Some pundits worry that if Media Matters were to be successful, it would start a full scale war with both sides seeking to silence voices with which they disagree. But there really isn’t much of a chance that Media Matters will do anything except gin up outrage and fill its coffers. In fact, the more they go after Limbaugh, the more popular he becomes on the right. In a sense, MMFA is playing right into Rush’s hands.
But one of the most troubling aspects of the effort to get Limbaugh off the air is how government now feels comfortable getting involved in “hate speech” controversies. The Los Angeles City Council passed a non-binding resolution calling on local stations to police their broadcasts in order to eliminate insensitive remarks and comments that cross the line of decency. The resolution is part of the fallout over controversial comments made by local “shock jocks” John Kobylt and Ken Chiampou who referred to Whitney Houston 3 days after her death as a “crack ho.” The two hosts were suspended for a week and must attend sensitivity classes before they return to the air.
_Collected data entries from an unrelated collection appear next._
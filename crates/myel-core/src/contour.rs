//! Contour extraction: trace region borders from the binary mask and
//! keep the ones worth offering for selection.
//!
//! This module defines the [`ContourTracer`] trait for pluggable tracing
//! algorithms and the [`ContourTracerKind`] enum for selecting one at
//! runtime, followed by the vertex-count and area filter that turns raw
//! traces into the available selection pool.

use image::GrayImage;

use crate::geometry::{Contour, MIN_CONTOUR_POINTS};
use crate::types::Point;

/// Selects which contour tracing algorithm to use.
#[derive(Debug, Clone, Copy, PartialEq, Eq, Default)]
pub enum ContourTracerKind {
    /// Suzuki-Abe border following via `imageproc::contours::find_contours`,
    /// with straight runs collapsed to their endpoints.
    ///
    /// Both outer borders and hole borders are returned, flattened into
    /// a single list in discovery order.
    #[default]
    BorderFollowing,
}

/// Trait for contour tracing strategies.
///
/// Input: a binary mask (non-zero pixels = foreground).
/// Output: every region border, one closed contour per border.
pub trait ContourTracer {
    /// Trace contours in the given binary mask.
    fn trace(&self, mask: &GrayImage) -> Vec<Contour>;
}

impl ContourTracer for ContourTracerKind {
    fn trace(&self, mask: &GrayImage) -> Vec<Contour> {
        match *self {
            Self::BorderFollowing => trace_border_following(mask),
        }
    }
}

fn trace_border_following(mask: &GrayImage) -> Vec<Contour> {
    let contours: Vec<imageproc::contours::Contour<i32>> =
        imageproc::contours::find_contours(mask);

    contours
        .into_iter()
        .map(|c| {
            let points: Vec<Point> = c.points.into_iter().map(|p| Point::new(p.x, p.y)).collect();
            Contour::new(compress_runs(&points))
        })
        .collect()
}

/// Drop vertices that continue a straight run in the same direction.
///
/// Border following emits every boundary pixel; only the points where
/// the chain turns are kept. The contour is treated as closed, so the
/// first vertex is dropped too when it sits in the middle of a run.
#[must_use]
pub fn compress_runs(points: &[Point]) -> Vec<Point> {
    let n = points.len();
    if n < 3 {
        return points.to_vec();
    }
    let step = |a: Point, b: Point| ((b.x - a.x).signum(), (b.y - a.y).signum());
    let kept: Vec<Point> = (0..n)
        .filter(|&i| {
            let prev = points[(i + n - 1) % n];
            let next = points[(i + 1) % n];
            step(prev, points[i]) != step(points[i], next)
        })
        .map(|i| points[i])
        .collect();
    if kept.is_empty() {
        points.to_vec()
    } else {
        kept
    }
}

/// Keep contours with enough vertices whose area lies in
/// `[min_size, max_size]` (both ends inclusive).
#[must_use]
pub fn filter_contours(contours: Vec<Contour>, min_size: f64, max_size: f64) -> Vec<Contour> {
    contours
        .into_iter()
        .filter(|c| {
            c.len() >= MIN_CONTOUR_POINTS && (min_size..=max_size).contains(&c.area())
        })
        .collect()
}

/// Trace `mask` and filter the result into the selection pool.
#[must_use = "returns the available contours"]
pub fn extract(
    tracer: &impl ContourTracer,
    mask: &GrayImage,
    min_size: f64,
    max_size: f64,
) -> Vec<Contour> {
    let traced = tracer.trace(mask);
    let total = traced.len();
    let kept = filter_contours(traced, min_size, max_size);
    log::debug!(
        "traced {total} contours, {} within [{min_size}, {max_size}]",
        kept.len()
    );
    kept
}
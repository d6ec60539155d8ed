//! Commit, uncommit or trace contours into one category.
//!
//! A press records an anchor. Releasing without travelling more than
//! [`TRACE_ACTIVATION_DISTANCE`] is a click: a committed contour of this
//! category under the pointer is removed, otherwise the smallest pool
//! contour under the pointer is committed. Travelling further starts a
//! freehand trace whose polygon is committed on release if it encloses
//! any area.

use super::{
    Highlight, HighlightKind, Modifiers, Preview, Response, TRACE_ACTIVATION_DISTANCE,
    ToolContext, ToolHandler, smallest_containing,
};
use crate::annotation::Category;
use crate::geometry::Contour;
use crate::types::Point;

/// Handler for the four select modes.
#[derive(Debug)]
pub struct SelectTool {
    category: Category,
    anchor: Option<Point>,
    trace: Option<Vec<Point>>,
}

impl SelectTool {
    /// Select into `category`.
    #[must_use]
    pub const fn new(category: Category) -> Self {
        Self {
            category,
            anchor: None,
            trace: None,
        }
    }

    fn click(&self, ctx: &mut ToolContext<'_>, at: Point) -> Response {
        let committed = ctx.annotations.contours.get(self.category);
        if let Some(index) = committed.iter().position(|c| c.contains(at)) {
            ctx.history.record(ctx.annotations);
            ctx.annotations.contours.remove(self.category, index);
            log::debug!("uncommitted {} contour {index}", self.category);
            return Response::recontour();
        }

        if let Some(contour) = smallest_containing(ctx.available, at) {
            let contour = contour.clone();
            ctx.history.record(ctx.annotations);
            ctx.annotations.contours.push(self.category, contour);
            log::debug!("committed {} contour", self.category);
            return Response::recontour();
        }

        Response::none()
    }

    fn finish_trace(&self, ctx: &mut ToolContext<'_>, points: Vec<Point>) -> Response {
        let contour = Contour::new(points);
        if contour.area() > 0.0 {
            ctx.history.record(ctx.annotations);
            ctx.annotations.contours.push(self.category, contour);
            log::debug!("committed traced {} contour", self.category);
        } else {
            log::debug!("discarded zero-area trace");
        }
        Response::recontour()
    }

    fn hover(&self, ctx: &mut ToolContext<'_>, at: Point) -> Response {
        let highlight = smallest_containing(ctx.annotations.contours.get(self.category), at)
            .map(|c| Highlight {
                contour: c.clone(),
                kind: HighlightKind::Committed,
            })
            .or_else(|| {
                smallest_containing(ctx.available, at).map(|c| Highlight {
                    contour: c.clone(),
                    kind: HighlightKind::Available,
                })
            });
        let changed = ctx.set_highlights(highlight.into_iter().collect());
        Response::redraw_if(changed)
    }
}

impl ToolHandler for SelectTool {
    fn on_press(&mut self, _ctx: &mut ToolContext<'_>, at: Point, _: Modifiers) -> Response {
        self.anchor = Some(at);
        self.trace = None;
        Response::none()
    }

    fn on_move(&mut self, ctx: &mut ToolContext<'_>, at: Point, _: Modifiers) -> Response {
        if let Some(trace) = &mut self.trace {
            trace.push(at);
            return Response::none();
        }

        if let Some(anchor) = self.anchor
            && anchor.distance(at) > TRACE_ACTIVATION_DISTANCE
        {
            self.trace = Some(vec![anchor, at]);
            self.anchor = None;
            ctx.set_highlights(Vec::new());
            return Response::redraw();
        }

        if self.anchor.is_some() {
            return Response::none();
        }
        self.hover(ctx, at)
    }

    fn on_release(&mut self, ctx: &mut ToolContext<'_>, at: Point, _: Modifiers) -> Response {
        if let Some(points) = self.trace.take() {
            self.anchor = None;
            return self.finish_trace(ctx, points);
        }
        if self.anchor.take().is_none() {
            return Response::none();
        }
        self.click(ctx, at)
    }

    fn preview(&self, line_thickness: u32, _eraser_size: u32) -> Preview {
        self.trace.as_ref().map_or(Preview::None, |points| Preview::Path {
            points: points.clone(),
            thickness: line_thickness,
            color: None,
        })
    }

    fn hides_decorations(&self) -> bool {
        self.trace.is_some()
    }
}

#[cfg(test)]
mod tests {
    use super::super::test_support::{Harness, octagon};
    use super::*;

    const N: Modifiers = Modifiers::NONE;

    fn click(tool: &mut SelectTool, h: &mut Harness, x: i32, y: i32) -> Response {
        let at = Point::new(x, y);
        tool.on_press(&mut h.ctx(), at, N);
        tool.on_release(&mut h.ctx(), at, N)
    }

    #[test]
    fn click_commits_smallest_pool_contour() {
        let mut h = Harness {
            available: vec![octagon(50, 50, 30), octagon(50, 50, 10)],
            ..Harness::default()
        };
        let mut tool = SelectTool::new(Category::Axon);
        let r = click(&mut tool, &mut h, 50, 50);
        assert!(r.recontour);
        assert_eq!(
            h.annotations.contours.get(Category::Axon),
            &[octagon(50, 50, 10)]
        );
        assert_eq!(h.history.undo_len(), 1);
    }

    #[test]
    fn click_on_committed_removes_it() {
        let mut h = Harness {
            available: vec![octagon(50, 50, 10)],
            ..Harness::default()
        };
        h.annotations
            .contours
            .push(Category::Misc, octagon(50, 50, 10));
        let mut tool = SelectTool::new(Category::Misc);
        click(&mut tool, &mut h, 50, 50);
        assert!(h.annotations.contours.get(Category::Misc).is_empty());
    }

    #[test]
    fn click_on_nothing_changes_nothing() {
        let mut h = Harness::default();
        let mut tool = SelectTool::new(Category::Axon);
        let r = click(&mut tool, &mut h, 5, 5);
        assert_eq!(r, Response::none());
        assert!(!h.history.can_undo());
    }

    #[test]
    fn small_wobble_is_still_a_click() {
        let mut h = Harness {
            available: vec![octagon(50, 50, 10)],
            ..Harness::default()
        };
        let mut tool = SelectTool::new(Category::Axon);
        tool.on_press(&mut h.ctx(), Point::new(50, 50), N);
        tool.on_move(&mut h.ctx(), Point::new(52, 51), N);
        assert!(!tool.hides_decorations());
        tool.on_release(&mut h.ctx(), Point::new(52, 51), N);
        assert_eq!(h.annotations.contours.get(Category::Axon).len(), 1);
    }

    #[test]
    fn drag_traces_a_new_contour() {
        let mut h = Harness::default();
        let mut tool = SelectTool::new(Category::OuterMyelin);
        tool.on_press(&mut h.ctx(), Point::new(10, 10), N);
        let r = tool.on_move(&mut h.ctx(), Point::new(30, 10), N);
        assert!(r.redraw);
        assert!(tool.hides_decorations());
        tool.on_move(&mut h.ctx(), Point::new(30, 30), N);
        tool.on_move(&mut h.ctx(), Point::new(10, 30), N);
        assert!(matches!(tool.preview(1, 1), Preview::Path { ref points, .. } if points.len() == 4));
        let r = tool.on_release(&mut h.ctx(), Point::new(10, 30), N);
        assert!(r.recontour);
        assert!(!tool.hides_decorations());
        let traced = h.annotations.contours.get(Category::OuterMyelin);
        assert_eq!(traced.len(), 1);
        assert!((traced[0].area() - 400.0).abs() < 1e-9);
    }

    #[test]
    fn zero_area_trace_is_discarded() {
        let mut h = Harness::default();
        let mut tool = SelectTool::new(Category::Axon);
        tool.on_press(&mut h.ctx(), Point::new(0, 0), N);
        tool.on_move(&mut h.ctx(), Point::new(10, 0), N);
        tool.on_move(&mut h.ctx(), Point::new(20, 0), N);
        tool.on_release(&mut h.ctx(), Point::new(20, 0), N);
        assert!(h.annotations.contours.is_empty());
        assert!(!h.history.can_undo());
    }

    #[test]
    fn hover_prefers_committed_then_pool() {
        let mut h = Harness {
            available: vec![octagon(50, 50, 10), octagon(150, 50, 10)],
            ..Harness::default()
        };
        h.annotations
            .contours
            .push(Category::Axon, octagon(50, 50, 12));
        let mut tool = SelectTool::new(Category::Axon);

        let r = tool.on_move(&mut h.ctx(), Point::new(50, 50), N);
        assert!(r.redraw);
        assert_eq!(h.highlights[0].kind, HighlightKind::Committed);

        tool.on_move(&mut h.ctx(), Point::new(150, 50), N);
        assert_eq!(h.highlights[0].kind, HighlightKind::Available);

        // Same highlight again does not force a redraw.
        let r = tool.on_move(&mut h.ctx(), Point::new(151, 50), N);
        assert!(!r.redraw);

        tool.on_move(&mut h.ctx(), Point::new(300, 300), N);
        assert!(h.highlights.is_empty());
    }
}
But the resolution also mentioned Limbaugh’s comments about Sandra Fluke. Jeff Goldstein, a blogger who has been writing about the issues surrounding free speech and language for years, explains what the City Council is actually saying:
[A]s is evident in the proposal by this local city council, this is not really about “offensive” speech at all: it is instead about controlling speech, and that will be accomplished, once the left (with the blessings from a timid “right”) is able to take legal steps to enshrine PC laws, by empowering politically-motivated interpretive communities to decide what comes to count as offensive in the first place. Beyond that even, the empowerment here is extended to pretensions on the part of those putatively offended to determine when a certain type of speech is being “promoted” — which speaks to intent — though real intent will always be bracketed by the complainants should they believe it not to match the formulations they decide are offensive.Goldstein notes that the trap we fall into is that those who are “offended” by the speech are the only ones with the “moral authority” to determine if something qualifies as “hate speech.” There is no objective standard so that those who refuse to “abide by the strictures” of speech as determined by the identity group, “simply don’t pass the ‘litmus test’ designed by the left to guarantee compliance to their ideological and policy agendas.”
There’s a reason we have a First Amendment. It is to guarantee that even speech with which you disagree is protected by government. Censorship — whether practiced by government or political organizations — is hazardous to democracy which lives and breathes because there is an unfettered exchange of ideas. Even when people are screaming at each other, each side must be heard — even if the two sides aren’t listening to each other. The principle has stood us well over the years, and when it is threatened by a front group for a political party, all must rush to defend the principle, if not the speech itself.